Hablando de Proactividad: “no pierdas el tiempo viviendo la vida de otros” (Steve Jobs)
Vicktor Frankl, en su obra El hombre en busca de sentido (Herder, Barcelona 1979), acuñó el término proactividad y lo definió como “la libertad de elegir nuestra actidud frente a las circunstancias de nuestra propia vida“. Años después, el término llegó a extenderse cuando Stephen R. Corvey lo introdujo en sus publicaciones relacionándolo con el mundo empresarial y personal y definió el término como “la capacidad de liderar la propia vida”. Según el enfoque de Corvey, la proactividad va unida a autoeficacia y a la sensación de control de lo propio. Ralf Scharzer considera que el comportamiento proactivo es la fe en el propio potencial para mejorarse, tanto a sí mismo como las situaciones y el entorno que les rodea, y expresa cómo las personas proactivas detectan aquello que les desgasta, depotencia y estresa y actúan desde la responsabilidad.
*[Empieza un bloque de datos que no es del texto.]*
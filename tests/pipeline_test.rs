//! Wires several stages together into a small pipeline, the way a real
//! embedding application would compose them.
use std::sync::atomic::{AtomicU64, Ordering};
use std::sync::{Arc, Mutex};

use stagecraft::action::{async_single, noop};
use stagecraft::batch::{batch_done, BatchStage};
use stagecraft::envelope::Envelope;
use stagecraft::{Action, ActionStage, ParallelStage};

#[tokio::test]
async fn action_stage_feeds_a_batch_stage() {
    let batches: Arc<Mutex<Vec<Vec<u64>>>> = Arc::new(Mutex::new(Vec::new()));
    let b = batches.clone();
    let done = batch_done(move |batch: Vec<u64>| {
        let b = b.clone();
        async move {
            b.lock().unwrap().push(batch);
            Ok(())
        }
    });
    let batch_stage = Arc::new(BatchStage::new(16, 5, done, None, None).unwrap());

    let bs = batch_stage.clone();
    let forward = async_single::<u64, _, _>(move |v| {
        let bs = bs.clone();
        async move { bs.send((*v) * 2).await }
    });

    let doubling_stage = ActionStage::new(8, 3, forward, None, None).unwrap();
    for i in 0..12u64 {
        doubling_stage.send_value(i).await.unwrap();
    }
    doubling_stage.complete().await.unwrap();
    batch_stage.complete().await.unwrap();

    let got = batches.lock().unwrap().clone();
    let mut flattened: Vec<u64> = got.into_iter().flatten().collect();
    flattened.sort_unstable();
    let expected: Vec<u64> = (0..12u64).map(|i| i * 2).collect();
    assert_eq!(flattened, expected);
}

#[tokio::test]
async fn fork_join_pipeline_fans_out_and_joins() {
    let counter_total = Arc::new(AtomicU64::new(0));
    let validated: Arc<Mutex<Vec<u64>>> = Arc::new(Mutex::new(Vec::new()));

    let v = validated.clone();
    let stage_done = async_single::<u64, _, _>(move |value| {
        let v = v.clone();
        async move {
            v.lock().unwrap().push(*value);
            Ok(())
        }
    });

    let c1 = counter_total.clone();
    let c2 = counter_total.clone();

    let stage = ParallelStage::new(
        2,
        stage_done,
        move |join_hook: Arc<dyn Action<u64>>| {
            let tally = async_single::<u64, _, _>(move |_v| {
                let c1 = c1.clone();
                async move {
                    c1.fetch_add(1, Ordering::SeqCst);
                    Ok(())
                }
            });
            let tally2 = async_single::<u64, _, _>(move |_v| {
                let c2 = c2.clone();
                async move {
                    c2.fetch_add(1, Ordering::SeqCst);
                    Ok(())
                }
            });
            vec![
                Arc::new(ActionStage::new(4, 2, tally, Some(join_hook.clone()), None).unwrap()),
                Arc::new(ActionStage::new(4, 2, tally2, Some(join_hook), None).unwrap()),
            ]
        },
        None,
    )
    .unwrap();

    for i in 0..10u64 {
        stage.send(Envelope::single(i)).await.unwrap();
    }
    stage.complete().await.unwrap();

    assert_eq!(counter_total.load(Ordering::SeqCst), 20);
    let mut got = validated.lock().unwrap().clone();
    got.sort_unstable();
    assert_eq!(got, (0..10u64).collect::<Vec<_>>());
}

#[tokio::test]
async fn empty_pipeline_drains_without_side_effects() {
    let stage: ActionStage<u32> = ActionStage::new(2, 2, noop(), None, None).unwrap();
    stage.complete().await.unwrap();
    assert_eq!(stage.input_count(), 0);
    assert_eq!(stage.output_count(), 0);
}
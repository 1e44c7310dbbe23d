//! Fork-join broadcast stage: each envelope goes to every child, and a
//! single completion event fires once all children have finished it.
use std::sync::Arc;

use async_trait::async_trait;
use rustc_hash::FxHashMap;
use tokio::sync::Mutex as AsyncMutex;
use tokio_util::sync::CancellationToken;

use crate::action::{Action, ActionStage};
use crate::envelope::{Envelope, EnvelopeId};
use crate::Error;

/// Single-writer completion tracker. Only the JoinSerializer's one worker
/// ever touches this, so no lock is needed around the map itself — it is
/// owned by the closure running inside that worker's `action`.
struct CompletionLedger {
    counts: FxHashMap<EnvelopeId, usize>,
}

impl CompletionLedger {
    fn new() -> Self {
        Self {
            counts: FxHashMap::default(),
        }
    }

    /// Returns `true` once `child_count` distinct children have reported
    /// completion for this identity, removing the entry at that point.
    fn record(&mut self, id: EnvelopeId, child_count: usize) -> bool {
        let entry = self.counts.entry(id).or_insert(0);
        *entry += 1;
        if *entry >= child_count {
            self.counts.remove(&id);
            true
        } else {
            false
        }
    }
}

/// A fixed set of children, each an [`ActionStage`], fed by a common
/// broadcast point and joined through a common completion tracker.
///
/// See `SPEC_FULL.md` §4.3. Built from two internal 1-slot, 1-worker
/// `ActionStage`s acting as serializers: an `InputSerializer` that fans each
/// envelope out to every child, and a `JoinSerializer` that owns the
/// completion ledger and fires the stage-level `done` once every child has
/// reported.
pub struct ParallelStage<T> {
    input_serializer: ActionStage<T>,
    join_serializer: Arc<ActionStage<T>>,
    children: Vec<Arc<ActionStage<T>>>,
}

struct BroadcastAction<T> {
    children: Vec<Arc<ActionStage<T>>>,
}

#[async_trait]
impl<T: Send + Sync + 'static> Action<T> for BroadcastAction<T> {
    async fn call(&self, envelope: Envelope<T>) -> Result<(), Error> {
        let sends = self.children.iter().map(|child| child.send(envelope.clone()));
        for result in futures::future::join_all(sends).await {
            result?;
        }
        Ok(())
    }
}

struct JoinAction<T> {
    child_count: usize,
    ledger: AsyncMutex<CompletionLedger>,
    done: Arc<dyn Action<T>>,
}

#[async_trait]
impl<T: Send + Sync + 'static> Action<T> for JoinAction<T> {
    async fn call(&self, envelope: Envelope<T>) -> Result<(), Error> {
        let id = match envelope.identity() {
            Some(id) => id,
            None => return Ok(()),
        };

        let complete = {
            let mut ledger = self.ledger.lock().await;
            ledger.record(id, self.child_count)
        };

        if complete {
            self.done.call(envelope).await?;
        }
        Ok(())
    }
}

struct ForwardToJoinSerializer<T> {
    target: Arc<ActionStage<T>>,
}

#[async_trait]
impl<T: Send + Sync + 'static> Action<T> for ForwardToJoinSerializer<T> {
    async fn call(&self, envelope: Envelope<T>) -> Result<(), Error> {
        self.target.send(envelope).await
    }
}

impl<T: Send + Sync + 'static> ParallelStage<T> {
    /// Constructs a stage broadcasting to `child_count` children.
    ///
    /// `child_factory` is handed a join-hook (an `Action<T>` that reports a
    /// single child's completion for an envelope to the join serializer) and
    /// must return exactly `child_count` children built against it as their
    /// `done` hook — for example by constructing each with
    /// `ActionStage::new(capacity, parallelism, child_action, Some(join_hook.clone()), cancel)`.
    /// A factory returning a different count fails with
    /// [`Error::InvalidConfig`].
    pub fn new<F>(
        child_count: usize,
        done: Arc<dyn Action<T>>,
        child_factory: F,
        cancel: Option<CancellationToken>,
    ) -> Result<Self, Error>
    where
        F: FnOnce(Arc<dyn Action<T>>) -> Vec<Arc<ActionStage<T>>>,
    {
        if child_count == 0 {
            return Err(Error::InvalidConfig("child_count must be >= 1".into()));
        }

        let cancel = cancel.unwrap_or_default();

        let join_action = Arc::new(JoinAction {
            child_count,
            ledger: AsyncMutex::new(CompletionLedger::new()),
            done,
        });
        let join_serializer = Arc::new(ActionStage::new(
            1,
            1,
            join_action,
            None,
            Some(cancel.clone()),
        )?);

        let join_hook: Arc<dyn Action<T>> = Arc::new(ForwardToJoinSerializer {
            target: join_serializer.clone(),
        });

        let children = child_factory(join_hook);
        if children.len() != child_count {
            return Err(Error::InvalidConfig(format!(
                "child_factory produced {} children, expected {}",
                children.len(),
                child_count
            )));
        }

        let broadcast_action = Arc::new(BroadcastAction {
            children: children.clone(),
        });
        let input_serializer = ActionStage::new(1, 1, broadcast_action, None, Some(cancel))?;

        Ok(Self {
            input_serializer,
            join_serializer,
            children,
        })
    }

    /// Forwards `envelope` through the broadcast serializer to every child.
    pub async fn send(&self, envelope: Envelope<T>) -> Result<(), Error> {
        self.input_serializer.send(envelope).await
    }

    /// Drains, in order: the input serializer (finishing every broadcast),
    /// every child (finishing their work, each reporting into the join
    /// serializer as it does), then the join serializer itself.
    pub async fn complete(&self) -> Result<(), Error> {
        self.input_serializer.complete().await?;

        let mut first_err = None;
        for child in &self.children {
            if let Err(e) = child.complete().await {
                first_err.get_or_insert(e);
            }
        }

        self.join_serializer.complete().await?;

        match first_err {
            Some(e) => Err(e),
            None => Ok(()),
        }
    }
}

#[cfg(test)]
mod tests {
    use super::*;
    use std::sync::Mutex as StdMutex;
    use std::time::{Duration, Instant};

    fn make_child<T: Send + Sync + 'static>(
        join_hook: Arc<dyn Action<T>>,
        action: Arc<dyn Action<T>>,
    ) -> Arc<ActionStage<T>> {
        Arc::new(ActionStage::new(8, 1, action, Some(join_hook), None).unwrap())
    }

    #[tokio::test]
    async fn broadcasts_to_every_child_and_joins_once() {
        let a_list: Arc<StdMutex<Vec<i32>>> = Arc::new(StdMutex::new(Vec::new()));
        let b_list: Arc<StdMutex<Vec<i32>>> = Arc::new(StdMutex::new(Vec::new()));
        let done_list: Arc<StdMutex<Vec<i32>>> = Arc::new(StdMutex::new(Vec::new()));

        let d = done_list.clone();
        let done = crate::action::async_single::<i32, _, _>(move |v| {
            let d = d.clone();
            async move {
                d.lock().unwrap().push(*v);
                Ok(())
            }
        });

        let a = a_list.clone();
        let b = b_list.clone();

        let stage = ParallelStage::new(
            2,
            done,
            move |join_hook: Arc<dyn Action<i32>>| {
                let action_a = crate::action::async_single::<i32, _, _>(move |v| {
                    let a = a.clone();
                    async move {
                        a.lock().unwrap().push(*v);
                        Ok(())
                    }
                });
                let action_b = crate::action::async_single::<i32, _, _>(move |v| {
                    let b = b.clone();
                    async move {
                        b.lock().unwrap().push(*v);
                        Ok(())
                    }
                });
                vec![
                    make_child(join_hook.clone(), action_a),
                    make_child(join_hook, action_b),
                ]
            },
            None,
        )
        .unwrap();

        stage.send(Envelope::single(1)).await.unwrap();
        stage.send(Envelope::single(2)).await.unwrap();
        stage.complete().await.unwrap();

        let mut a_got = a_list.lock().unwrap().clone();
        let mut b_got = b_list.lock().unwrap().clone();
        let mut done_got = done_list.lock().unwrap().clone();
        a_got.sort_unstable();
        b_got.sort_unstable();
        done_got.sort_unstable();

        assert_eq!(a_got, vec![1, 2]);
        assert_eq!(b_got, vec![1, 2]);
        assert_eq!(done_got, vec![1, 2]);
    }

    #[tokio::test]
    async fn done_runs_strictly_after_every_child() {
        let timestamps: Arc<StdMutex<Vec<(&'static str, Instant)>>> =
            Arc::new(StdMutex::new(Vec::new()));

        let d = timestamps.clone();
        let done = crate::action::async_single::<i32, _, _>(move |_v| {
            let d = d.clone();
            async move {
                d.lock().unwrap().push(("done", Instant::now()));
                Ok(())
            }
        });

        let t1 = timestamps.clone();
        let t2 = timestamps.clone();
        let t3 = timestamps.clone();

        let stage = ParallelStage::new(
            3,
            done,
            move |join_hook: Arc<dyn Action<i32>>| {
                let slow = crate::action::async_single::<i32, _, _>(move |_v| {
                    let t1 = t1.clone();
                    async move {
                        tokio::time::sleep(Duration::from_millis(20)).await;
                        t1.lock().unwrap().push(("child-slow", Instant::now()));
                        Ok(())
                    }
                });
                let fast_a = crate::action::async_single::<i32, _, _>(move |_v| {
                    let t2 = t2.clone();
                    async move {
                        t2.lock().unwrap().push(("child-fast-a", Instant::now()));
                        Ok(())
                    }
                });
                let fast_b = crate::action::async_single::<i32, _, _>(move |_v| {
                    let t3 = t3.clone();
                    async move {
                        t3.lock().unwrap().push(("child-fast-b", Instant::now()));
                        Ok(())
                    }
                });
                vec![
                    make_child(join_hook.clone(), slow),
                    make_child(join_hook.clone(), fast_a),
                    make_child(join_hook, fast_b),
                ]
            },
            None,
        )
        .unwrap();

        stage.send(Envelope::single(1)).await.unwrap();
        stage.complete().await.unwrap();

        let events = timestamps.lock().unwrap().clone();
        let done_time = events
            .iter()
            .find(|(name, _)| *name == "done")
            .map(|(_, t)| *t)
            .unwrap();
        for (name, t) in &events {
            if *name != "done" {
                assert!(t <= &done_time, "{name} ran after done");
            }
        }
    }

    #[tokio::test]
    async fn child_count_mismatch_is_rejected() {
        let done = crate::action::noop::<i32>();
        let err = ParallelStage::new(
            2,
            done,
            |join_hook: Arc<dyn Action<i32>>| vec![make_child(join_hook, crate::action::noop())],
            None,
        )
        .unwrap_err();
        assert!(matches!(err, Error::InvalidConfig(_)));
    }

    #[tokio::test]
    async fn zero_child_count_is_rejected() {
        let done = crate::action::noop::<i32>();
        let err = ParallelStage::new(0, done, |_join_hook| Vec::new(), None).unwrap_err();
        assert!(matches!(err, Error::InvalidConfig(_)));
    }
}
//! Building blocks for in-process streaming pipelines.
//!
//! A pipeline here is a directed graph of *stages*, each backed by a bounded
//! queue and one or more worker tasks, that pass typed items downstream. This
//! crate provides the four primitives every stage is built on:
//!
//! - [`ActionStage`]: a bounded-capacity, back-pressured, multi-worker stage
//!   that applies a user action (and optional post-hook) to every item.
//! - [`BatchStage`] (and [`BatchActionStage`]): accumulate items into
//!   fixed-size groups and flush them, including a residual flush on
//!   shutdown.
//! - [`ParallelStage`]: broadcast each item to a fixed set of children and
//!   emit a single completion event once every child has finished that item.
//! - [`Selector`]: a fair multi-waiter primitive with round-robin dispatch.
//!
//! The crate is an embedded library, not a server: there is no durability, no
//! cross-process transport, and no on-disk configuration format. Cancellation
//! is cooperative, propagated via [`tokio_util::sync::CancellationToken`].
use thiserror::Error;

pub mod action;
pub mod batch;
pub mod envelope;
pub mod metrics;
pub mod parallel;
pub mod selector;

pub use action::{Action, ActionStage, Done};
pub use batch::{BatchActionStage, BatchStage};
pub use envelope::{Envelope, EnvelopeId};
pub use metrics::StageMetrics;
pub use parallel::ParallelStage;
pub use selector::Selector;

/// Errors raised by stage construction, sends, and completion.
///
/// This enum intentionally narrows the much larger error surface of a
/// declarative, plugin-driven pipeline runtime down to the four kinds a
/// purely programmatic concurrency primitive can raise.
#[derive(Debug, Error)]
pub enum Error {
    /// Raised synchronously at construction when a numeric parameter is
    /// zero, a required callback is missing, or a `childFactory` produced a
    /// different number of children than `childCount`.
    #[error("invalid configuration: {0}")]
    InvalidConfig(String),

    /// Raised synchronously to the sender when `send` is called after
    /// `complete` has begun draining the stage.
    #[error("stage is closed")]
    Closed,

    /// A user-supplied `action` or `done` callback returned an error. The
    /// worker that observed it exits carrying this fault; `complete()`
    /// surfaces the first one seen.
    #[error("user callback failed: {0}")]
    UserFault(String),

    /// Internal channel-send failure; only possible if every receiver for a
    /// stage's queue has already been dropped, which should not happen
    /// through the public API.
    #[error("unable to send to internal channel: {0}")]
    UnableToSendToChannel(String),

    /// Internal channel-receive failure surfaced from `flume`.
    #[error("channel receive error")]
    RecvChannelError(
        #[from]
        #[source]
        flume::RecvError,
    ),

    /// A worker task panicked or was aborted.
    #[error("worker task failed: {0}")]
    WorkerPanicked(String),
}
Otros dos expertos en la materia, Bateman y Crant, añaden a estos aspectos que las personas proactivas son capaces de detectar situaciones dañinas y muestran una capacidad de generar cambios, en la opinión de estos autores la actitud proactiva consiste en ser flexible y adaptarse ante un futuro incierto y consideran que es preciso tomar la iniciativa para mejorar.
En general se puede decir que por proactividad se entiende la actitud responsable a la hora de interpretar la propia realidad que va unida a una actuación congruente acorde con dicha responsabilidad. Es una actitud de control de la propia conducta que se enfoca en tomar la iniciativa de un modo audaz y creativo que hace prevalecer la libertad de elección ante diversas circunstancias de la vida. Una persona proactiva se mueve por valores meditados y ante lo que ocurre a su alrededor, sabe lo que necesita y actúa en consecuencia. Al actuar de manera proactiva la persona centra toda su energía en aquello en lo que SÍ puede hacer algo y no se desgasta en circunstancias sobre las que NO tiene ni libertad de acción, ni posibilidad de influencia. Se puede decir que la actitud proactiva actúa conociendo las propias debilidades y fortalezas, expresa su opinión de un modo asertivo, tiene una confianza en sí misma que lleva a no paralizarse por miedo y le conduce a interpretar los problemas como circunstancias y los cambios e incertidumbres como retos, sin resistirse ni dejarse frenar por ellos.